August 20, 2024 at 04:21PM
A novel phishing campaign in the Czech Republic targets mobile users through Progressive Web Applications to steal banking account credentials from banks such as CSOB, OTP, and TBC. The phishing websites are distributed through voice calls, SMS, and social media. The attack is notable for deceiving users into installing PWAs without specific permissions and is linked to multiple threat actors. This tactic has been happening since late 2023, and there are other similar attacks targeting Android devices.
Key takeaways from the meeting notes:
– A novel phishing campaign targeting mobile users in the Czech Republic is leveraging a Progressive Web Application (PWA) to steal banking account credentials from banks such as Československá obchodní banka (CSOB), OTP Bank, and TBC Bank.

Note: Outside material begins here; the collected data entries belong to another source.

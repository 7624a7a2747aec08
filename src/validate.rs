//! Validation cycle and the extract-then-validate entry points.
//!
//! The validation model receives the rules document and the extracted record
//! as plain text and answers with a three-key [`Verdict`]. The rules document
//! is re-read on every call so edits take effect without a restart.

use crate::config::ExtractorConfig;
use crate::document::Document;
use crate::error::InvoiceError;
use crate::extract::{extract_from_document, extract_invoice};
use crate::pipeline::json::extract_json_object;
use crate::pipeline::llm::{InvoiceModels, ModelRequest};
use crate::prompts::validation_prompt;
use crate::schema::{ExtractedRecord, Verdict};
use serde::{Deserialize, Serialize};
use serde_json::Value;
use std::path::{Path, PathBuf};
use tracing::{debug, error, info};

/// Plain-text description of eligible products, promotion dates and
/// quantity expectations.
#[derive(Debug, Clone, PartialEq, Eq)]
pub struct RulesDocument {
    pub path: PathBuf,
    pub text: String,
}

impl RulesDocument {
    /// Read a rules document.
    ///
    /// # Errors
    /// [`InvoiceError::RulesNotFound`] when the file does not exist and
    /// [`InvoiceError::RulesEmpty`] when it holds only whitespace.
    pub async fn load(path: impl AsRef<Path>) -> Result<Self, InvoiceError> {
        let path = path.as_ref().to_path_buf();
        let text = tokio::fs::read_to_string(&path).await.map_err(|e| match e.kind() {
            std::io::ErrorKind::NotFound => {
                error!("Rules file not found: {}", path.display());
                InvoiceError::RulesNotFound { path: path.clone() }
            }
            std::io::ErrorKind::PermissionDenied => {
                InvoiceError::PermissionDenied { path: path.clone() }
            }
            _ => InvoiceError::Internal(format!(
                "Failed to read rules '{}': {}",
                path.display(),
                e
            )),
        })?;

        if text.trim().is_empty() {
            error!("Rules file is empty: {}", path.display());
            return Err(InvoiceError::RulesEmpty { path });
        }
        debug!("Loaded rules: {} ({} bytes)", path.display(), text.len());
        Ok(Self { path, text })
    }
}

/// Check an extracted record against the rules document at `rules_path`.
pub async fn validate_record(
    record: &ExtractedRecord,
    rules_path: &Path,
    models: &InvoiceModels,
    config: &ExtractorConfig,
) -> Result<Verdict, InvoiceError> {
    let rules = RulesDocument::load(rules_path).await?;
    info!("Validating extracted data against {}", rules.path.display());

    let prompt = validation_prompt(&rules.text, record, config.expected_quantity);
    let reply = models
        .validator
        .invoke(&ModelRequest::text(prompt).json_response(config.structured_output))
        .await?;
    debug!("Raw validation response: {}", reply.content);

    let object = extract_json_object(&reply.content).inspect_err(|e| {
        error!("Could not parse validation response: {}", e);
    })?;
    let verdict = Verdict::from_json(&Value::Object(object))?;
    info!(
        "Validation result: product={}, date={}, quantity={}",
        verdict.product_description, verdict.purchase_date, verdict.quantity
    );
    Ok(verdict)
}

/// Extraction result plus the verdict, when a rules document is configured.
#[derive(Debug, Clone, PartialEq, Serialize, Deserialize)]
pub struct InvoiceReport {
    #[serde(rename = "Invoice Extraction")]
    pub extraction: ExtractedRecord,
    #[serde(rename = "Validation", skip_serializing_if = "Option::is_none", default)]
    pub validation: Option<Verdict>,
}

impl InvoiceReport {
    /// True when a verdict exists and every check passed.
    pub fn is_eligible(&self) -> bool {
        self.validation.as_ref().is_some_and(Verdict::is_eligible)
    }
}

/// Extract from a path or URL, then validate when `config.rules_path` is set.
pub async fn extract_and_validate(
    input: &str,
    models: &InvoiceModels,
    config: &ExtractorConfig,
) -> Result<InvoiceReport, InvoiceError> {
    let extraction = extract_invoice(&[input], models, config).await?;
    finish_report(extraction, models, config).await
}

/// [`extract_and_validate`] for a document already in memory.
pub async fn extract_and_validate_document(
    document: Document,
    models: &InvoiceModels,
    config: &ExtractorConfig,
) -> Result<InvoiceReport, InvoiceError> {
    let extraction = extract_from_document(document, models, config).await?;
    finish_report(extraction, models, config).await
}

async fn finish_report(
    extraction: ExtractedRecord,
    models: &InvoiceModels,
    config: &ExtractorConfig,
) -> Result<InvoiceReport, InvoiceError> {
    let validation = match &config.rules_path {
        Some(rules) => Some(validate_record(&extraction, rules, models, config).await?),
        None => {
            debug!("No rules document configured; skipping validation");
            None
        }
    };
    Ok(InvoiceReport {
        extraction,
        validation,
    })
}

/// Synchronous wrapper around [`extract_and_validate`].
///
/// Creates a temporary tokio runtime. Do not call from inside an existing
/// async runtime; use [`extract_and_validate`] there instead.
pub fn extract_and_validate_sync(
    input: &str,
    models: &InvoiceModels,
    config: &ExtractorConfig,
) -> Result<InvoiceReport, InvoiceError> {
    let rt = tokio::runtime::Runtime::new()
        .map_err(|e| InvoiceError::Internal(format!("Failed to create tokio runtime: {}", e)))?;
    rt.block_on(extract_and_validate(input, models, config))
}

– The phishing websites are distributed via automated voice calls, SMS messages, and social media malvertising.
– The attackers use deceptive tactics to have users install PWAs or WebAPKs from third-party sites without specific authorization, allowing the phishing apps to bypass traditional browser warnings.
– The end goal of the campaign is to capture banking credentials and exfiltrate them to attacker-controlled servers or chat groups.
– This campaign was first recorded in November 2023, with subsequent waves detected in March and May 2024.
Additionally, the meeting notes also referenced the discovery of a new variant of the Gigabud Android trojan spread through phishing websites mimicking the Google Play Store or impersonating banks or governmental entities, along with the identification of multiple control panels for various Android banking trojans operated by a threat actor named DukeEugene.
These key points provide a clear overview of the emerging mobile security issues and banking fraud discussed in the meeting.